What Will My Children Remember About Me?
I hope they will have fond memories. I know my older children remember me differently because I wasn’t sick when they were young. And my girls remember me being well, but the Little Man doesn’t.
I hope that Star remembers all the nights I spent at her bedside while she was in hospital several times in two years when she was seven and eight years old. I would hold her hand while she was sleeping to let her know that I wasn’t going to leave her.
I hope that Boo remembers that I have been totally accepting of her and her choices in life. It’s certainly not what I expected but she has my total support. I also hope she remembers all the baking we used to do together, she loved making cakes and I even took her to London for special baking class when she was seven, we had an amazing day.
I hope that the Little Man remember the morning cuddles we used to have before getting up. (He’s too old for that now.) And all the time we have spent together just the two of us as we are the only early birds in the house. We have watched films, played games and just done our own thing, but we have spent so much time together. I guess he was too young to remember all the times I used to spend at his nursery school reading with him and doing crafts, parent interaction was always encouraged and I always attended. Maybe these memories will reappear when he is older.
With me being disabled now I worry that they will only remember the Mum that was mostly stuck in her chair or in hospital. We still try to get out and have some fun, and we have fun playing board games and computer games together. We have a lot of family game nights. This is what I want them to remember.

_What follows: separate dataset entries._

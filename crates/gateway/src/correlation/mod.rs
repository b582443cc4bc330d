//! Request correlation
//!
//! Token allocation, the pending call registry and the response aggregator.
//! All three are non-blocking and safe to share between caller threads and
//! the delivery context.

mod aggregator;
mod registry;
mod token;

pub use aggregator::ResponseAggregator;
pub use registry::PendingCallRegistry;
pub use token::TokenAllocator;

Sometimes it’s the little thing that are remembered so I hope that The Little Man remembers that I go into his room every morning and wake him up with the words ‘Good Morning Sunshine.’ When I wake up Boo, I can’t help but say ‘Wake Up, it’s a Beautiful Morning’ from the song Wake up Boo by the Boo Radleys.

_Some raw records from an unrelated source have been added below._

use crate::error::{GatewayError, Result};
use std::sync::atomic::{AtomicI32, Ordering};
use tradewire_core::CorrelationToken;

/// Issues correlation tokens 1, 2, 3, ...
///
/// A single atomic is the only synchronization point. Tokens are never
/// reused; once `i32::MAX` has been issued the allocator refuses further
/// requests instead of wrapping into the reserved negative range.
#[derive(Debug, Default)]
pub struct TokenAllocator {
    last: AtomicI32,
}

impl TokenAllocator {
    pub fn new() -> Self {
        Self::starting_after(0)
    }

    /// Resume allocation after `last` (negative values are clamped to 0)
    pub fn starting_after(last: i32) -> Self {
        Self {
            last: AtomicI32::new(last.max(0)),
        }
    }

    /// Allocate the next token
    pub fn next(&self) -> Result<CorrelationToken> {
        self.last
            .fetch_update(Ordering::AcqRel, Ordering::Acquire, |n| n.checked_add(1))
            .map(|previous| CorrelationToken::new(previous + 1))
            .map_err(|_| GatewayError::TokenSpaceExhausted)
    }

    /// Most recently issued token, if any
    pub fn last_issued(&self) -> Option<CorrelationToken> {
        match self.last.load(Ordering::Acquire) {
            0 => None,
            n => Some(CorrelationToken::new(n)),
        }
    }
}

#[cfg(test)]
mod tests {
    use super::*;
    use std::collections::HashSet;
    use std::sync::Arc;

    #[test]
    fn test_starts_at_one() {
        let allocator = TokenAllocator::new();
        assert_eq!(allocator.last_issued(), None);
        assert_eq!(allocator.next().unwrap(), CorrelationToken::new(1));
        assert_eq!(allocator.next().unwrap(), CorrelationToken::new(2));
        assert_eq!(allocator.last_issued(), Some(CorrelationToken::new(2)));
    }

    #[test]
    fn test_never_issues_sentinels() {
        let allocator = TokenAllocator::new();
        for _ in 0..1_000_000 {
            let token = allocator.next().unwrap();
            assert!(token.is_allocated());
            assert_ne!(token, CorrelationToken::CONNECT);
            assert_ne!(token, CorrelationToken::DISCONNECT);
        }
    }

    #[test]
    fn test_overflow_is_fatal() {
        let allocator = TokenAllocator::starting_after(i32::MAX - 1);
        assert_eq!(allocator.next().unwrap(), CorrelationToken::new(i32::MAX));
        assert!(matches!(
            allocator.next(),
            Err(GatewayError::TokenSpaceExhausted)
        ));
        // Stays exhausted, never wraps
        assert!(allocator.next().is_err());
        assert_eq!(allocator.last_issued(), Some(CorrelationToken::new(i32::MAX)));
    }

    #[test]
    fn test_negative_start_is_clamped() {
        let allocator = TokenAllocator::starting_after(-5);
        assert_eq!(allocator.next().unwrap(), CorrelationToken::new(1));
    }

    #[test]
    fn test_concurrent_allocation_is_unique() {
        let allocator = Arc::new(TokenAllocator::new());
        let handles: Vec<_> = (0..8)
            .map(|_| {
                let allocator = Arc::clone(&allocator);
                std::thread::spawn(move || {
                    (0..1000)
                        .map(|_| allocator.next().unwrap())
                        .collect::<Vec<_>>()
                })
            })
            .collect();

        let mut seen = HashSet::new();
        for handle in handles {
            for token in handle.join().unwrap() {
                assert!(seen.insert(token), "token {} issued twice", token);
            }
        }
        assert_eq!(seen.len(), 8000);
        assert_eq!(allocator.last_issued(), Some(CorrelationToken::new(8000)));
    }
}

What do you think your children will remember about you? And what do you remember about your parents from your childhood?
Just one more note before I go, my regular readers may have noticed a few posts on my blog that are not in my usual style. I feel the need to mention this because I am accepting more paid posts at the moment. Like most people I’m finding life a bit of a financial struggle so I am loathe to turn down anything that pays. Please feel free to just ignore them. I’m sure they will dry up soon and I can get back to posting just my own material.